Studies suggest that we spend 135 minutes per day on social media on average, which is up from 126 daily minutes in 2016. That’s almost two hours each day that could have been spent more intimately, both physically and communicatively.
“Social media keeps us in a virtual bubble [and] makes us think we’re interacting with others when we like pictures and leave comments, but we aren’t really interfacing with anyone,” Dr. Vijayeta Sinh, owner of Therapy Couch NYC, tells SheKnows. “That calls for being able to read social cues, make eye contact, modulate our voice and articulate ourselves.”
But when we use social platforms as a primary means of communicating to others, Sinh says we detract from our ability to connect and instead continue to carry on conversations in our own minds.
Erika Miley, a mental and sexual health therapist, tells SheKnows this disconnect can also abate arousal.
“How is any person suppose to get excited to have sex with a phone in their face unless that phone has porn on it?” Miley asks. “Often, social media is a way for us to numb out our surroundings or disconnect from reality. This can be detrimental to any relationship if folks come home, eat dinner, watch Netflix, then stare at their device. There are no soft touches, longer looks in the eye or butt smacks when you are numbing with social media.”
“I see social media lead [my clients] to buying into comparison with others — they can feel like others have it better than they do without recognizing that everyone has their struggles,” Salas says.
Research on the social comparison theory has suggested that comparison is the thief of joy time and time again. One analysis found a link between depression and rumination — the practice of mulling over online experiences, even long after we’ve logged off. For women in particular, just 10 minutes of ruminating on others’ images on Facebook can have us spiraling into self-loathing moods.
Of course, self-deflating confidence and depression can take a toll on partnered sex.
“The deeply curated images on social media encourage many of my clients’ thoughts about their bodies,” Miley says. “In fact, many people I have worked with have talked about social media as evidence that other people ‘have it together’ more than they do.”
Miley adds that the shame of feeling “not enough” can cause us to isolate ourselves or create distance to reduce discomfort. So instead of seeking real intimacy, we seek social media likes, which she calls red herrings that are less intimidating and feel good for a moment but are neither long-lasting nor nearly as satisfying.
On top of potentially affecting our perceptions of ourselves, social media can distort our perceptions of our partners too.
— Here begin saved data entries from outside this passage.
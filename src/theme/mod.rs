// Copyright (c) 2026 Robert L. Snyder, Sierra Vista, AZ
// Licensed under the MIT License. See LICENSE file in the project root for details.

//! Team colors.
//!
//! The board is tinted with three colors. Uploading a team logo replaces
//! them with the logo's dominant colors.

use serde::{Deserialize, Serialize};

use crate::media::Rgb;

/// Primary, secondary and accent colors as `#rrggbb` strings
#[derive(Debug, Clone, PartialEq, Eq, Serialize, Deserialize)]
pub struct TeamColors {
    /// Main tint
    #[serde(default = "default_primary")]
    pub primary: String,
    /// Second tint
    #[serde(default = "default_secondary")]
    pub secondary: String,
    /// Highlight color
    #[serde(default = "default_accent")]
    pub accent: String,
}

fn default_primary() -> String {
    "#667eea".to_string()
}
fn default_secondary() -> String {
    "#764ba2".to_string()
}
fn default_accent() -> String {
    "#4CAF50".to_string()
}

impl Default for TeamColors {
    fn default() -> Self {
        Self {
            primary: default_primary(),
            secondary: default_secondary(),
            accent: default_accent(),
        }
    }
}

impl TeamColors {
    /// Overwrite colors in order with the palette. Missing entries keep
    /// their current value.
    pub fn apply_palette(&mut self, palette: &[Rgb]) {
        let targets = [&mut self.primary, &mut self.secondary, &mut self.accent];
        for (target, color) in targets.into_iter().zip(palette) {
            *target = color.to_hex();
        }
    }

    /// Parse a `#rrggbb` string into components
    pub fn parse_hex(hex: &str) -> Option<Rgb> {
        let digits = hex.strip_prefix('#')?;
        if digits.len() != 6 || !digits.is_ascii() {
            return None;
        }
        let channel = |i: usize| u8::from_str_radix(&digits[i..i + 2], 16).ok();
        Some(Rgb::new(channel(0)?, channel(2)?, channel(4)?))
    }

    /// Primary color as RGB, if well formed
    pub fn primary_rgb(&self) -> Option<Rgb> {
        Self::parse_hex(&self.primary)
    }

    /// Secondary color as RGB, if well formed
    pub fn secondary_rgb(&self) -> Option<Rgb> {
        Self::parse_hex(&self.secondary)
    }

    /// Accent color as RGB, if well formed
    pub fn accent_rgb(&self) -> Option<Rgb> {
        Self::parse_hex(&self.accent)
    }
}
“One of the most damaging effects social media has on our sex drive is to make us feel less aroused by our own partners,” Raffi Bilek, a couples counselor and director of the Baltimore Therapy Center, tells SheKnows. “People rarely post their least attractive moments on Facebook. Instead, you’re getting their highlights reel, while at home, you’re exposed to all the behind-the-scenes reality. Seeing others at their best and comparing that to your partner at their normal (and sometimes their worst) makes it hard to stay excited about them.”
Social media can add fuel to the fire of infidelity.
“Many versions of relationships have ended in front of me and the first thing they have said is, ‘Well, all you do is talk to so-and-so on messenger,’ or ‘I found your Grindr profile but we agreed we’re only seeing each other,’” says Miley. “Social media gives us a false sense of anonymity and distance from our humanness because of its numbing effects.”
It turns out social media facilitates both emotional and physical cheating. In a Trustify study, “Why, When and How People Stray,” the researchers found that of those who admitted to infidelity, 23 percent had met the person with whom they cheated online (either through social media or a dating service) — many of whom expressed desire for more attention, new experiences or reasons of revenge.
Even for those who are single, social media can make finding and building sustained relationships complicated.
“Sometimes, with hookup apps like Tinder or Grindr, there is the sense of curiosity about ‘Is the next person even hotter or going to be more my type?’ that might distract from any current conversations or chances to meet up,” Dr. Brian Cassmassi, a licensed adult psychiatrist in Los Angeles, tells SheKnows.
So, if any of this sounds familiar, you may want to consider limiting your time on social media — sometimes IRL experiences really are better.